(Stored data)
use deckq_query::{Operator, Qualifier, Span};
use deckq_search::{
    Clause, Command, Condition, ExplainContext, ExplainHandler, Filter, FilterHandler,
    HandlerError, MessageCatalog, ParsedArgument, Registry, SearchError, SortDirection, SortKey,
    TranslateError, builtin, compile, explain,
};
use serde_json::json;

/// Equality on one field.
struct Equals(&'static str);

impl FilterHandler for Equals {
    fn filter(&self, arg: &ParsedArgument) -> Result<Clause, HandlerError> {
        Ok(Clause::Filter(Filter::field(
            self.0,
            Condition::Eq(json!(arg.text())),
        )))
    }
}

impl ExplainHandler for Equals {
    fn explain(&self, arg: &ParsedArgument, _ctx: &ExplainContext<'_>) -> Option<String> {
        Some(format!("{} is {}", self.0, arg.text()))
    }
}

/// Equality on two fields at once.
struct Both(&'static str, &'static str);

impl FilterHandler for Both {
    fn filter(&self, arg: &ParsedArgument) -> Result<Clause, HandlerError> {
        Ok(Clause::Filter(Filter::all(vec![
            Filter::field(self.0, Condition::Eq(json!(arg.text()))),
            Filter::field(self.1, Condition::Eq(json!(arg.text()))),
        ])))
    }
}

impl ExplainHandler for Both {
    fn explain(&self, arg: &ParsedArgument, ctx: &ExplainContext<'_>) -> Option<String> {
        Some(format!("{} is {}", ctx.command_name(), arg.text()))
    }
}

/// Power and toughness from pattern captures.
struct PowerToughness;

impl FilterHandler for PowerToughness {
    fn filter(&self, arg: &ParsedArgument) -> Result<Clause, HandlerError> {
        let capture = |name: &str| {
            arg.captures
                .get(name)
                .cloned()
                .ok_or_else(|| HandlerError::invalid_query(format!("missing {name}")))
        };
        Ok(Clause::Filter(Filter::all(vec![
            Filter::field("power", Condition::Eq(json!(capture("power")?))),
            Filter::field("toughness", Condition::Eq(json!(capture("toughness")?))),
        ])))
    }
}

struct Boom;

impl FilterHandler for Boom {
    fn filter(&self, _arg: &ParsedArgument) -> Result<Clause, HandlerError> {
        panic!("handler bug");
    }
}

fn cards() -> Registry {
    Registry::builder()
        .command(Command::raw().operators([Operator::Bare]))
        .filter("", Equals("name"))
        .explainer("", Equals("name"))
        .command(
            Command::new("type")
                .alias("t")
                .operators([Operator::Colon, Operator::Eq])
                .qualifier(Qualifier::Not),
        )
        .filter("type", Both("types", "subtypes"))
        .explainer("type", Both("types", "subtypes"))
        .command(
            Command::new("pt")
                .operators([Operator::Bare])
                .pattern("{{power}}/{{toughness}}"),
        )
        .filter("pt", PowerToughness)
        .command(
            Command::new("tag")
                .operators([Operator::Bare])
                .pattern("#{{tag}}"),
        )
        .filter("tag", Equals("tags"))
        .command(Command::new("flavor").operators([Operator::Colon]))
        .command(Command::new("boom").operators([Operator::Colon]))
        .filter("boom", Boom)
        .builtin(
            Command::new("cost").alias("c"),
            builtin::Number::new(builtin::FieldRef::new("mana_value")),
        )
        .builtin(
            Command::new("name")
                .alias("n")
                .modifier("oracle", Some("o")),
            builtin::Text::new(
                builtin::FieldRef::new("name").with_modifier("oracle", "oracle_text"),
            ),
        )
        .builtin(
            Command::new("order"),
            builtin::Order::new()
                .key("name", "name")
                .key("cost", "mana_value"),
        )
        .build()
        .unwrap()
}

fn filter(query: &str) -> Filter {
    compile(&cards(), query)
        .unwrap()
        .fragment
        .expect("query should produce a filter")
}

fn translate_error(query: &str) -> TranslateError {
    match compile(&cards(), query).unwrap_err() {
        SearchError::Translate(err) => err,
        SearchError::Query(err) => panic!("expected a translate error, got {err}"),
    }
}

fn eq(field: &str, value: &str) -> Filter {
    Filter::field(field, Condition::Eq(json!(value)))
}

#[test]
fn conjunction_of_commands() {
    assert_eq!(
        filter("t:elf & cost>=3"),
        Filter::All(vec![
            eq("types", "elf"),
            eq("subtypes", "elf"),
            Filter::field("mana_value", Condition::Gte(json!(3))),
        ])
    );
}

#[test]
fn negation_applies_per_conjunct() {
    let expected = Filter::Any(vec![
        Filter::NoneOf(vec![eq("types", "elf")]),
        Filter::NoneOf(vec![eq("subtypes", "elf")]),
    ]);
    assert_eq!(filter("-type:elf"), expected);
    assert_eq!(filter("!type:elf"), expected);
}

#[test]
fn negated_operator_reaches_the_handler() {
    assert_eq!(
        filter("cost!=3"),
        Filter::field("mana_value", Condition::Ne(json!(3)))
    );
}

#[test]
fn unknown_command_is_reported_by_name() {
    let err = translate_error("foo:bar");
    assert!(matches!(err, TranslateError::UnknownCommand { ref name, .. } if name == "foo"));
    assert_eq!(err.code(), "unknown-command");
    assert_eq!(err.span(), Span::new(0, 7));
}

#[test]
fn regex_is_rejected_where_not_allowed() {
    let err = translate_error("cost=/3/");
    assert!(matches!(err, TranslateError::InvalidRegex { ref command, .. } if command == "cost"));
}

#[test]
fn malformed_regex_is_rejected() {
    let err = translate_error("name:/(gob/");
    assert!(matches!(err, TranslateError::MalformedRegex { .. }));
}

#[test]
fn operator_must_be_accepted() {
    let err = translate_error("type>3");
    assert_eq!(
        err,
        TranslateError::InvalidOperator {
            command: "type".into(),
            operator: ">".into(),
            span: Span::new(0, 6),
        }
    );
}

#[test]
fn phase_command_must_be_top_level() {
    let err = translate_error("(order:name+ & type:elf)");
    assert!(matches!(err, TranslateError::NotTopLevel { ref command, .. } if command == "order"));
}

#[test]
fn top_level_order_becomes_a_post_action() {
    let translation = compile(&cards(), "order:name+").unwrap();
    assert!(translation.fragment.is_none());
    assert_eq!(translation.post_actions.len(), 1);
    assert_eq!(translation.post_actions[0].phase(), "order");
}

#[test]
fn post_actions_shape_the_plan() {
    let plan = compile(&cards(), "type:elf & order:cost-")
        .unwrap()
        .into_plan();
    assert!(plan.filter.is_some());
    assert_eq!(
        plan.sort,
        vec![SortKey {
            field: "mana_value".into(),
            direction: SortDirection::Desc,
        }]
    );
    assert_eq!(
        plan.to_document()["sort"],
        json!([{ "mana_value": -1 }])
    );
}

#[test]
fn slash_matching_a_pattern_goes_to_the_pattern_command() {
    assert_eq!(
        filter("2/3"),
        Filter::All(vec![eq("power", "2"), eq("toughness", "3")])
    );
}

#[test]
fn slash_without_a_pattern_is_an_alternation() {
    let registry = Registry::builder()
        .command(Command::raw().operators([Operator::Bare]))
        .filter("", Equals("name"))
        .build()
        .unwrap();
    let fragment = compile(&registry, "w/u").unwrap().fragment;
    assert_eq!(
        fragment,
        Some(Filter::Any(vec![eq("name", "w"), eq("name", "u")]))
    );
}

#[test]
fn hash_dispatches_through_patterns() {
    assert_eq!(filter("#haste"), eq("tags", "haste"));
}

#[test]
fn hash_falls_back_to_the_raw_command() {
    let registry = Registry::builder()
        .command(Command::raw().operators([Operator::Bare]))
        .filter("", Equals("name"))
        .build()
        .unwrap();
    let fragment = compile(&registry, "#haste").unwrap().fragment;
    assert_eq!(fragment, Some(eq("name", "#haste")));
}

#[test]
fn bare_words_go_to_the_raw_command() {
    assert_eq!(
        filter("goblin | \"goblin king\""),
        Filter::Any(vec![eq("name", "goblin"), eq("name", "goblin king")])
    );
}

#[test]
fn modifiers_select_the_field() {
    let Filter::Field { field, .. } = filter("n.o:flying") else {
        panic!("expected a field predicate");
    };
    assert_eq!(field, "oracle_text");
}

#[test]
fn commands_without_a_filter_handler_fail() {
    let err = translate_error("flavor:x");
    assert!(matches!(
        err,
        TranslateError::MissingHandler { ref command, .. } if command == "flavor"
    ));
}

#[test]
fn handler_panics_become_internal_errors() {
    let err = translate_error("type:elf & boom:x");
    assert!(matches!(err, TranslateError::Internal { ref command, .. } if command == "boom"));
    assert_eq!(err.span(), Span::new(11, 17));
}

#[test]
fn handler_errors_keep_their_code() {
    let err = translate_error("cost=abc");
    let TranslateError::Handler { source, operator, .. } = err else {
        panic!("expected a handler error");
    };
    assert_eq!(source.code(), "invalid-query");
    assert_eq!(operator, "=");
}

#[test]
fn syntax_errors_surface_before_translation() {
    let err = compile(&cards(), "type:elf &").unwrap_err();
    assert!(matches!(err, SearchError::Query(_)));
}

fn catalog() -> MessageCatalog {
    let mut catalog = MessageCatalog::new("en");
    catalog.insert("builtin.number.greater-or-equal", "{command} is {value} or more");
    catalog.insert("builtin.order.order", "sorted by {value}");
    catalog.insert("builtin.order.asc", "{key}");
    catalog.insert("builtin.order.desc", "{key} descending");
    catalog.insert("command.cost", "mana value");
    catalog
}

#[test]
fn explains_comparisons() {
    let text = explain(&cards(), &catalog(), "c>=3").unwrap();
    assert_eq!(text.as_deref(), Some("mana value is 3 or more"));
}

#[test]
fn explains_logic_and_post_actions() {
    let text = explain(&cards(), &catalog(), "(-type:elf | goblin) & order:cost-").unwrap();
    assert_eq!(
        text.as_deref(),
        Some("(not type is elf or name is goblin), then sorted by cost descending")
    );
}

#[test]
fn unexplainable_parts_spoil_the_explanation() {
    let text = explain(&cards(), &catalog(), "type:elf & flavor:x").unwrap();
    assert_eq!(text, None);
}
==
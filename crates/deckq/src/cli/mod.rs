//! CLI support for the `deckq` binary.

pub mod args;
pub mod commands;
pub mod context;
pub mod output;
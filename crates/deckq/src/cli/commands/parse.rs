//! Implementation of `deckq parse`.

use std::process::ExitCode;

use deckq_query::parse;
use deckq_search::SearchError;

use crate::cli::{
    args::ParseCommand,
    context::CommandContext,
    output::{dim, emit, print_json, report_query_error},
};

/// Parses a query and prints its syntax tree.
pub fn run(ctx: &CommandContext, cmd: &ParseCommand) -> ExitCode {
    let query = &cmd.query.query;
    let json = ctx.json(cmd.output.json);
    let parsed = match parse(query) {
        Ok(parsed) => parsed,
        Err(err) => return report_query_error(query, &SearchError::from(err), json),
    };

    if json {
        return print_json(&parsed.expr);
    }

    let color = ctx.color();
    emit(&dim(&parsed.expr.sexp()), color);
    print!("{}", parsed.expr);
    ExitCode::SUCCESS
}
...
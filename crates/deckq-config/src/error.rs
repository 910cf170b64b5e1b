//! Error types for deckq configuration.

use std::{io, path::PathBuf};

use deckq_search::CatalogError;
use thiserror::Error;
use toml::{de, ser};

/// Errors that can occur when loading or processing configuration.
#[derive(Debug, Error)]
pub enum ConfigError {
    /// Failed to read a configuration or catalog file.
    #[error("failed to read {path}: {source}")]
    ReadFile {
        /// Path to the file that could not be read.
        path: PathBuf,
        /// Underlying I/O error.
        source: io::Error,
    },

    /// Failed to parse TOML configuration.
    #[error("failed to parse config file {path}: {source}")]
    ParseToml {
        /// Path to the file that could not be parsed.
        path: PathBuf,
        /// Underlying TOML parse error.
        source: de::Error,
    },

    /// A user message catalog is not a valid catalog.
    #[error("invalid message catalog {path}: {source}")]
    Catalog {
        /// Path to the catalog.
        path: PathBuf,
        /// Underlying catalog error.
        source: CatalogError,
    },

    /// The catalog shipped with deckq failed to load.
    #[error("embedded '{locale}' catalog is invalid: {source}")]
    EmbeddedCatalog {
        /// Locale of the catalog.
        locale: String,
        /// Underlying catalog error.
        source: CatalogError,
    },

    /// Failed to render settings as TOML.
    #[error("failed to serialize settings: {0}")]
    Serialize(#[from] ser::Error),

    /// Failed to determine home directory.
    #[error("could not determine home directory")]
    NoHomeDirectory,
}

#### Description of the task:
If a line of the records above holds the word "expected", show it.

#### Exercise response:
        SearchError::Query(err) => panic!("expected a translate error, got {err}"),
    let expected = Filter::Any(vec![
    assert_eq!(filter("-type:elf"), expected);
    assert_eq!(filter("!type:elf"), expected);
        panic!("expected a field predicate");
        panic!("expected a handler error");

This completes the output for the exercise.